== Records provided

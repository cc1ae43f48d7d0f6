use std::sync::atomic::{AtomicU64, Ordering};
use std::sync::Arc;

use super::hospitals::{Hospital, HospitalDirectory};
use super::routing::{Coord, RouteMetrics, RoutingClient};

/// Hospitals offering `specialty`; an empty filter keeps everything.
pub fn filter_by_specialty(hospitals: &[Hospital], specialty: &str) -> Vec<Hospital> {
    let specialty = specialty.trim();
    hospitals
        .iter()
        .filter(|h| specialty.is_empty() || h.has_specialty(specialty))
        .cloned()
        .collect()
}

/// Annotates `hospitals[i]` with `metrics[i]`. On a length mismatch nothing is
/// annotated rather than risk pairing a hospital with another one's metrics.
pub fn overlay_metrics(hospitals: &[Hospital], metrics: &[RouteMetrics]) -> Vec<Hospital> {
    if hospitals.len() != metrics.len() {
        log::error!(
            "Got {} metrics for {} hospitals, leaving list unannotated",
            metrics.len(),
            hospitals.len()
        );
        return hospitals.to_vec();
    }
    hospitals
        .iter()
        .zip(metrics)
        .map(|(hospital, m)| hospital.with_metrics(m))
        .collect()
}

#[derive(Debug, Clone, Copy, PartialEq, Eq)]
pub enum SortKey {
    Duration,
    Distance,
    Unsorted,
}

pub fn display_sort_key(hospitals: &[Hospital]) -> SortKey {
    if hospitals.iter().all(|h| h.duration.is_some()) {
        SortKey::Duration
    } else if hospitals.iter().all(|h| h.distance.is_some()) {
        SortKey::Distance
    } else {
        SortKey::Unsorted
    }
}

fn by_value(a: Option<f64>, b: Option<f64>) -> std::cmp::Ordering {
    a.unwrap_or(f64::INFINITY).total_cmp(&b.unwrap_or(f64::INFINITY))
}

/// Stable sort for presentation: duration, else distance, else unchanged.
pub fn sort_for_display(hospitals: &mut [Hospital]) {
    match display_sort_key(hospitals) {
        SortKey::Duration => hospitals.sort_by(|a, b| by_value(a.duration, b.duration)),
        SortKey::Distance => hospitals.sort_by(|a, b| by_value(a.distance, b.distance)),
        SortKey::Unsorted => {}
    }
}

/// Rebuilds the hospital list whenever the origin or the specialty changes.
pub struct ResultAggregator {
    directory: Arc<HospitalDirectory>,
    routing: Arc<RoutingClient>,
    generation: AtomicU64,
}

impl ResultAggregator {
    pub fn new(directory: Arc<HospitalDirectory>, routing: Arc<RoutingClient>) -> Self {
        Self {
            directory,
            routing,
            generation: AtomicU64::new(0),
        }
    }

    pub fn directory(&self) -> &HospitalDirectory {
        &self.directory
    }

    /// The filtered list, annotated for `origin` when one is set. Returns
    /// `None` if a newer recomputation started while this one was waiting.
    pub async fn recompute(&self, origin: Option<Coord>, specialty: &str) -> Option<Vec<Hospital>> {
        let generation = self.generation.fetch_add(1, Ordering::SeqCst) + 1;
        let filtered = self.directory.with_specialty(specialty);

        let Some(origin) = origin else {
            return Some(filtered);
        };

        let destinations: Vec<Coord> = filtered.iter().map(|h| h.coordinates).collect();
        let metrics = self.routing.get_route_metrics(origin, &destinations).await;

        if self.generation.load(Ordering::SeqCst) != generation {
            log::debug!("Discarding results for {:?}, a newer update is pending", origin);
            return None;
        }
        Some(overlay_metrics(&filtered, &metrics))
    }
}

#[cfg(test)]
mod tests {
    use super::*;
    use crate::sdk::routing::{RouteGeometry, RoutingError, RoutingProvider};
    use async_trait::async_trait;
    use std::sync::Mutex;
    use std::time::Duration;

    /// Answers with each destination's longitude as distance; slow for origins west of 10°E.
    #[derive(Default)]
    struct SlowWestProvider {
        calls: Mutex<usize>,
    }

    #[async_trait]
    impl RoutingProvider for SlowWestProvider {
        async fn matrix(
            &self,
            origin: Coord,
            destinations: &[Coord],
        ) -> Result<Vec<Option<RouteMetrics>>, RoutingError> {
            *self.calls.lock().unwrap() += 1;
            if origin.0 < 10.0 {
                tokio::time::sleep(Duration::from_secs(1)).await;
            }
            Ok(destinations
                .iter()
                .map(|d| Some(RouteMetrics::new(d.0, origin.0)))
                .collect())
        }

        async fn directions(
            &self,
            _start: Coord,
            _end: Coord,
        ) -> Result<Option<RouteGeometry>, RoutingError> {
            Ok(None)
        }
    }

    fn aggregator(provider: Arc<SlowWestProvider>) -> Arc<ResultAggregator> {
        let directory = HospitalDirectory::new(vec![
            Hospital {
                coordinates: (12.5, 55.7),
                ..hospital("rh", &["Kardiologi"])
            },
            Hospital {
                coordinates: (10.2, 56.2),
                ..hospital("auh", &["Neurologi"])
            },
        ])
        .unwrap();
        Arc::new(ResultAggregator::new(
            Arc::new(directory),
            Arc::new(RoutingClient::new(provider)),
        ))
    }

    #[tokio::test(start_paused = true)]
    async fn recompute_without_origin_skips_routing() {
        let provider = Arc::new(SlowWestProvider::default());
        let aggregator = aggregator(provider.clone());

        let list = aggregator.recompute(None, "Kardiologi").await.unwrap();
        assert_eq!(ids(&list), ["rh"]);
        assert!(list[0].distance.is_none());
        assert_eq!(*provider.calls.lock().unwrap(), 0);
    }

    #[tokio::test(start_paused = true)]
    async fn recompute_annotates_for_the_origin() {
        let provider = Arc::new(SlowWestProvider::default());
        let aggregator = aggregator(provider.clone());

        let list = aggregator.recompute(Some((11.0, 56.0)), "").await.unwrap();
        assert_eq!(ids(&list), ["rh", "auh"]);
        assert_eq!(list[0].distance, Some(12.5));
        assert_eq!(list[1].distance, Some(10.2));
        assert!(list.iter().all(|h| h.duration == Some(11.0)));
    }

    #[tokio::test(start_paused = true)]
    async fn slower_older_recompute_is_discarded() {
        let provider = Arc::new(SlowWestProvider::default());
        let aggregator = aggregator(provider.clone());

        let older = {
            let aggregator = aggregator.clone();
            tokio::spawn(async move { aggregator.recompute(Some((9.0, 56.0)), "").await })
        };
        tokio::time::sleep(Duration::from_millis(10)).await;
        let newer = aggregator.recompute(Some((12.0, 55.0)), "").await;

        assert!(newer.unwrap().iter().all(|h| h.duration == Some(12.0)));
        assert!(older.await.unwrap().is_none());
        assert_eq!(*provider.calls.lock().unwrap(), 2);
    }

    fn hospital(id: &str, specialties: &[&str]) -> Hospital {
        Hospital {
            id: id.to_string(),
            name: id.to_uppercase(),
            address: String::new(),
            coordinates: (10.0, 56.0),
            specialties: specialties.iter().map(|s| s.to_string()).collect(),
            distance: None,
            duration: None,
            estimated: false,
        }
    }

    fn timed(id: &str, distance: Option<f64>, duration: Option<f64>) -> Hospital {
        Hospital {
            distance,
            duration,
            ..hospital(id, &[])
        }
    }

    fn ids(hospitals: &[Hospital]) -> Vec<&str> {
        hospitals.iter().map(|h| h.id.as_str()).collect()
    }

    #[test]
    fn empty_filter_keeps_everything() {
        let all = vec![hospital("a", &["Kardiologi"]), hospital("b", &[])];
        assert_eq!(ids(&filter_by_specialty(&all, "")), ["a", "b"]);
        assert_eq!(ids(&filter_by_specialty(&all, "   ")), ["a", "b"]);
    }

    #[test]
    fn filter_keeps_source_order() {
        let all = vec![
            hospital("a", &["Kardiologi", "Neurologi"]),
            hospital("b", &["Neurologi"]),
            hospital("c", &["Kardiologi"]),
        ];
        assert_eq!(ids(&filter_by_specialty(&all, "Kardiologi")), ["a", "c"]);
        assert!(filter_by_specialty(&all, "Onkologi").is_empty());
    }

    #[test]
    fn overlay_is_positional() {
        let hospitals = vec![hospital("a", &[]), hospital("b", &[]), hospital("c", &[])];
        let metrics = vec![
            RouteMetrics::new(100.0, 10.0),
            RouteMetrics::new(200.0, 20.0),
            RouteMetrics::new(300.0, 30.0),
        ];
        let annotated = overlay_metrics(&hospitals, &metrics);
        for (i, h) in annotated.iter().enumerate() {
            assert_eq!(h.id, hospitals[i].id);
            assert_eq!(h.distance, Some(metrics[i].distance));
            assert_eq!(h.duration, Some(metrics[i].duration));
        }
    }

    #[test]
    fn overlay_refuses_mismatched_lengths() {
        let hospitals = vec![hospital("a", &[]), hospital("b", &[])];
        let annotated = overlay_metrics(&hospitals, &[RouteMetrics::new(1.0, 1.0)]);
        assert!(annotated.iter().all(|h| h.distance.is_none() && h.duration.is_none()));
    }

    #[test]
    fn sorts_by_duration_when_all_have_one() {
        let mut list = vec![
            timed("slow", Some(1_000.0), Some(900.0)),
            timed("fast", Some(9_000.0), Some(300.0)),
            timed("mid", Some(5_000.0), Some(600.0)),
        ];
        sort_for_display(&mut list);
        assert_eq!(ids(&list), ["fast", "mid", "slow"]);
    }

    #[test]
    fn falls_back_to_distance() {
        let mut list = vec![
            timed("far", Some(9_000.0), Some(100.0)),
            timed("near", Some(1_000.0), None),
        ];
        assert_eq!(display_sort_key(&list), SortKey::Distance);
        sort_for_display(&mut list);
        assert_eq!(ids(&list), ["near", "far"]);
    }

    #[test]
    fn keeps_order_without_complete_metrics() {
        let mut list = vec![
            timed("b", Some(9_000.0), None),
            timed("a", None, None),
            timed("c", Some(1_000.0), None),
        ];
        assert_eq!(display_sort_key(&list), SortKey::Unsorted);
        sort_for_display(&mut list);
        assert_eq!(ids(&list), ["b", "a", "c"]);
    }

    #[test]
    fn equal_durations_keep_their_order() {
        let mut list = vec![
            timed("first", Some(3.0), Some(60.0)),
            timed("second", Some(1.0), Some(60.0)),
            timed("zero", Some(0.0), Some(0.0)),
        ];
        sort_for_display(&mut list);
        assert_eq!(ids(&list), ["zero", "first", "second"]);
    }
}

====

▶ Instructions for the task
Among the entries above, which lines include "destinations"? List them all.

▶ Response box
        let destinations: Vec<Coord> = filtered.iter().map(|h| h.coordinates).collect();
        let metrics = self.routing.get_route_metrics(origin, &destinations).await;
            destinations: &[Coord],
            Ok(destinations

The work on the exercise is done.